Saturday, November 25, 2006

Scoring with J

Our Jamaican friends S and J were over on holiday, staying with us in our Archway flat. It was August 2000. J, being a strict Rastafarian, was in need of some herbal relief. Being the anxious host, I did not want to disappoint. And so, leaving the two women at home, neither of them particularly enamoured by the prospects of our midnight mission, we set off in my old banger Peugeot 205. My first thought was to go to Camden, just down the hill the other side of Kentish Town. After a few minutes wandering about and asking Ethiopian taxi drivers near York Way, I quickly realised we were not in the right place. I kerb-crawled with decreasing hope around the neighbouring streets, before speeding off to what I was sure would be a much more certain destination: All Saints Road in Notting Hill. We parked the car and strolled down the street. Since my dope-fuelled days with J__ in the mid 1990’s, the once notorious street had been chi-chi’d up, with hardly an illicit vibe in emanation. We had almost reached the end of the street and our tether when we came upon a Caribbean cultural centre, with a frontage resplendent in all the flags of the West Indies. This surely would be the place, I thought.

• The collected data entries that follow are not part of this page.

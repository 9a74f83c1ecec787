//! Hierarchy Tracker and Record Synthesizer
//!
//! A column reads top to bottom as program, category, quota headers with
//! rank values underneath. Each header stays in force until a header of the
//! same or a higher level replaces it:
//!
//! | row      | program | category | quota | emits |
//! |----------|---------|----------|-------|-------|
//! | Program  | set     | clear    | clear | -     |
//! | Category | keep    | set      | clear | -     |
//! | Quota    | keep    | keep     | set   | -     |
//! | Rank     | keep    | keep     | keep  | yes   |
//! | Unknown  | keep    | keep     | keep  | -     |

use crate::classify::{ClassifiedRow, RowClassifier, RowKind};
use crate::model::{CandidateRecord, ImportContext};
use crate::normalize::Normalizer;
use crate::sheet::Cell;

#[derive(Debug, Clone, Default, PartialEq, Eq)]
pub struct HierarchyState {
    pub program: Option<String>,
    pub category: Option<String>,
    pub quota: Option<String>,
}

/// Per-column state machine; starts empty at the top of every column
#[derive(Debug, Default)]
pub struct HierarchyTracker {
    state: HierarchyState,
}

impl HierarchyTracker {
    pub fn new() -> Self {
        Self::default()
    }

    pub fn state(&self) -> &HierarchyState {
        &self.state
    }

    /// Fold one row into the state. Returns `true` for rank rows, which the
    /// caller hands to the synthesizer without changing state.
    pub fn observe(&mut self, row: &ClassifiedRow) -> bool {
        let text = row.text().map(str::to_string);
        match row.kind {
            RowKind::Program => {
                self.state.program = text;
                self.state.category = None;
                self.state.quota = None;
                false
            }
            RowKind::Category => {
                self.state.category = text;
                self.state.quota = None;
                false
            }
            RowKind::Quota => {
                self.state.quota = text;
                false
            }
            RowKind::Rank => true,
            RowKind::Unknown => false,
        }
    }
}

#[derive(Debug, Clone, Copy, PartialEq, Eq)]
pub enum DropReason {
    /// Program, category or quota not yet established
    MissingContext,
    /// Rank does not parse as a non-negative integer
    BadRank,
}

/// Turns rank rows of one column into candidate records
#[derive(Debug)]
pub struct RecordSynthesizer<'a> {
    pub institution_name: &'a str,
    pub context: &'a ImportContext,
    pub column: usize,
}

impl RecordSynthesizer<'_> {
    pub fn synthesize(
        &self,
        state: &HierarchyState,
        row: &ClassifiedRow,
    ) -> Result<CandidateRecord, DropReason> {
        let (Some(program), Some(category), Some(quota)) =
            (&state.program, &state.category, &state.quota)
        else {
            return Err(DropReason::MissingContext);
        };
        let rank = row.rank().ok_or(DropReason::BadRank)?;

        Ok(CandidateRecord {
            institution_name: self.institution_name.to_string(),
            program_name: program.clone(),
            category: category.clone(),
            quota: quota.clone(),
            rank,
            context: self.context.clone(),
            source_row: row.row,
            source_column: self.column,
        })
    }
}

/// Outcome of scanning one column, before entity resolution
#[derive(Debug, Default, Clone, PartialEq)]
pub struct ColumnScan {
    pub candidates: Vec<CandidateRecord>,
    pub rows_seen: u64,
    pub rows_unknown: u64,
    pub dropped_missing_context: u64,
    pub dropped_bad_rank: u64,
}

/// Normalize, classify and fold every data row of a column (row 0 excluded)
pub fn scan_column(
    cells: &[Cell],
    normalizer: &Normalizer,
    classifier: &RowClassifier,
    synthesizer: &RecordSynthesizer<'_>,
) -> ColumnScan {
    let mut scan = ColumnScan::default();
    let mut tracker = HierarchyTracker::new();

    for (row, cell) in cells.iter().enumerate().skip(1) {
        if cell.is_empty() {
            continue;
        }
        scan.rows_seen += 1;

        let classified = match cell {
            Cell::Number(n) => classifier.classify_number(*n, row),
            other => classifier.classify_text(normalizer.normalize(other.as_text().trim()), row),
        };
        if classified.kind == RowKind::Unknown {
            scan.rows_unknown += 1;
            continue;
        }

        if !tracker.observe(&classified) {
            continue;
        }

        match synthesizer.synthesize(tracker.state(), &classified) {
            Ok(candidate) => scan.candidates.push(candidate),
            Err(reason) => {
                tracing::debug!(
                    column = synthesizer.column,
                    row,
                    ?reason,
                    state = ?tracker.state(),
                    "dropped rank row"
                );
                match reason {
                    DropReason::MissingContext => scan.dropped_missing_context += 1,
                    DropReason::BadRank => scan.dropped_bad_rank += 1,
                }
            }
        }
    }

    scan
}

A guy in dreads came out and greeted us, shaking hands loudly with J. ‘What-a-gwan dread?’ the guy said. J meanwhile had begun to study the flags with a slight frown. ‘Hey mon’, he began’, ‘W’appen to de Jameyakan flag? You gat all de flags of de kyaribeyan, but naat de Jameyakan one?’ It was the turn of the dreadlocked guy to frown. He then swung round and pointed with irritation to the top right hand side of the frontage. ‘What ya talking bout brethren. Dere is ur Jameyakan flag. D’ya want de flag to cover de hole of de building?’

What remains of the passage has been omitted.